//! A generator providing power to a kettle.
//!
//! - `gen: Gen = {Off, Running}`; `run` (duration 10) goes
//!   `Off -> Running -> Off` and provides 2 units of `power` while running.
//! - `kettle: Kettle = {Cold, Heating, Hot}`; `heat` (duration 4) goes
//!   `Cold -> Heating -> Hot` and holds 1 unit of `power` while heating.
//! - `power` starts at 0; the goal is `kettle = Hot`.

use timelineforge_core::planning::{
    DurationInterval, DurativeAction, Effect, Expr, FluentDecl, PlanningProblem, Timing,
    ValueType,
};

use crate::{is, var};

pub const GENERATOR: &str = "gen";
pub const KETTLE: &str = "kettle";
pub const POWER: &str = "power";
pub const PROVIDED: i64 = 2;
pub const CONSUMED: i64 = 1;

/// `run`: provides `PROVIDED` power while `gen` is `Running`.
pub fn run() -> DurativeAction {
    DurativeAction::new("run", DurationInterval::fixed(10))
        .at_start(is(GENERATOR, "Off"))
        .with_effect(Effect::assign(Timing::start(), var(GENERATOR), Expr::object("Running")))
        .with_effect(Effect::assign(Timing::end(), var(GENERATOR), Expr::object("Off")))
        .with_effect(Effect::increase(Timing::start(), var(POWER), PROVIDED))
        .with_effect(Effect::decrease(Timing::end(), var(POWER), PROVIDED))
}

/// `heat`: holds `CONSUMED` power while `kettle` is `Heating`.
pub fn heat() -> DurativeAction {
    DurativeAction::new("heat", DurationInterval::fixed(4))
        .at_start(is(KETTLE, "Cold"))
        .with_effect(Effect::assign(Timing::start(), var(KETTLE), Expr::object("Heating")))
        .with_effect(Effect::assign(Timing::end(), var(KETTLE), Expr::object("Hot")))
        .with_effect(Effect::decrease(Timing::start(), var(POWER), CONSUMED))
        .with_effect(Effect::increase(Timing::end(), var(POWER), CONSUMED))
}

/// Types, objects and fluents, without actions.
pub fn domain() -> PlanningProblem {
    PlanningProblem::new("kitchen")
        .with_type("Gen")
        .with_type("Kettle")
        .with_object("Off", "Gen")
        .with_object("Running", "Gen")
        .with_object("Cold", "Kettle")
        .with_object("Heating", "Kettle")
        .with_object("Hot", "Kettle")
        .with_fluent(FluentDecl::new(GENERATOR, ValueType::user("Gen")))
        .with_fluent(FluentDecl::new(KETTLE, ValueType::user("Kettle")))
        .with_fluent(FluentDecl::new(POWER, ValueType::Int))
}

/// The full kitchen problem.
pub fn problem() -> PlanningProblem {
    domain()
        .with_action(run())
        .with_action(heat())
        .with_initial_value(Expr::Fluent(var(GENERATOR)), Expr::object("Off"))
        .with_initial_value(Expr::Fluent(var(KETTLE)), Expr::object("Cold"))
        .with_initial_value(Expr::Fluent(var(POWER)), Expr::int(0))
        .with_goal(is(KETTLE, "Hot"))
}

#[cfg(test)]
mod tests {
    use super::*;

    #[test]
    fn test_problem_shape() {
        let problem = problem();
        assert_eq!(problem.fluents.len(), 3);
        assert_eq!(problem.actions.len(), 2);
        assert_eq!(problem.goals, vec![is(KETTLE, "Hot")]);
    }
}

^^^^^^^^^^^^^^^^

## [ABOUT THIS TASK]
Return all of the data above, keeping every line exactly as it appears.

## [SOLUTION]
//! A generator providing power to a kettle.
//!
//! - `gen: Gen = {Off, Running}`; `run` (duration 10) goes
//!   `Off -> Running -> Off` and provides 2 units of `power` while running.
//! - `kettle: Kettle = {Cold, Heating, Hot}`; `heat` (duration 4) goes
//!   `Cold -> Heating -> Hot` and holds 1 unit of `power` while heating.
//! - `power` starts at 0; the goal is `kettle = Hot`.

use timelineforge_core::planning::{
    DurationInterval, DurativeAction, Effect, Expr, FluentDecl, PlanningProblem, Timing,
    ValueType,
};

use crate::{is, var};

pub const GENERATOR: &str = "gen";
pub const KETTLE: &str = "kettle";
pub const POWER: &str = "power";
pub const PROVIDED: i64 = 2;
pub const CONSUMED: i64 = 1;

/// `run`: provides `PROVIDED` power while `gen` is `Running`.
pub fn run() -> DurativeAction {
    DurativeAction::new("run", DurationInterval::fixed(10))
        .at_start(is(GENERATOR, "Off"))
        .with_effect(Effect::assign(Timing::start(), var(GENERATOR), Expr::object("Running")))
        .with_effect(Effect::assign(Timing::end(), var(GENERATOR), Expr::object("Off")))
        .with_effect(Effect::increase(Timing::start(), var(POWER), PROVIDED))
        .with_effect(Effect::decrease(Timing::end(), var(POWER), PROVIDED))
}

/// `heat`: holds `CONSUMED` power while `kettle` is `Heating`.
pub fn heat() -> DurativeAction {
    DurativeAction::new("heat", DurationInterval::fixed(4))
        .at_start(is(KETTLE, "Cold"))
        .with_effect(Effect::assign(Timing::start(), var(KETTLE), Expr::object("Heating")))
        .with_effect(Effect::assign(Timing::end(), var(KETTLE), Expr::object("Hot")))
        .with_effect(Effect::decrease(Timing::start(), var(POWER), CONSUMED))
        .with_effect(Effect::increase(Timing::end(), var(POWER), CONSUMED))
}

/// Types, objects and fluents, without actions.
pub fn domain() -> PlanningProblem {
    PlanningProblem::new("kitchen")
        .with_type("Gen")
        .with_type("Kettle")
        .with_object("Off", "Gen")
        .with_object("Running", "Gen")
        .with_object("Cold", "Kettle")
        .with_object("Heating", "Kettle")
        .with_object("Hot", "Kettle")
        .with_fluent(FluentDecl::new(GENERATOR, ValueType::user("Gen")))
        .with_fluent(FluentDecl::new(KETTLE, ValueType::user("Kettle")))
        .with_fluent(FluentDecl::new(POWER, ValueType::Int))
}

/// The full kitchen problem.
pub fn problem() -> PlanningProblem {
    domain()
        .with_action(run())
        .with_action(heat())
        .with_initial_value(Expr::Fluent(var(GENERATOR)), Expr::object("Off"))
        .with_initial_value(Expr::Fluent(var(KETTLE)), Expr::object("Cold"))
        .with_initial_value(Expr::Fluent(var(POWER)), Expr::int(0))
        .with_goal(is(KETTLE, "Hot"))
}

#[cfg(test)]
mod tests {
    use super::*;

    #[test]
    fn test_problem_shape() {
        let problem = problem();
        assert_eq!(problem.fluents.len(), 3);
        assert_eq!(problem.actions.len(), 2);
        assert_eq!(problem.goals, vec![is(KETTLE, "Hot")]);
    }
}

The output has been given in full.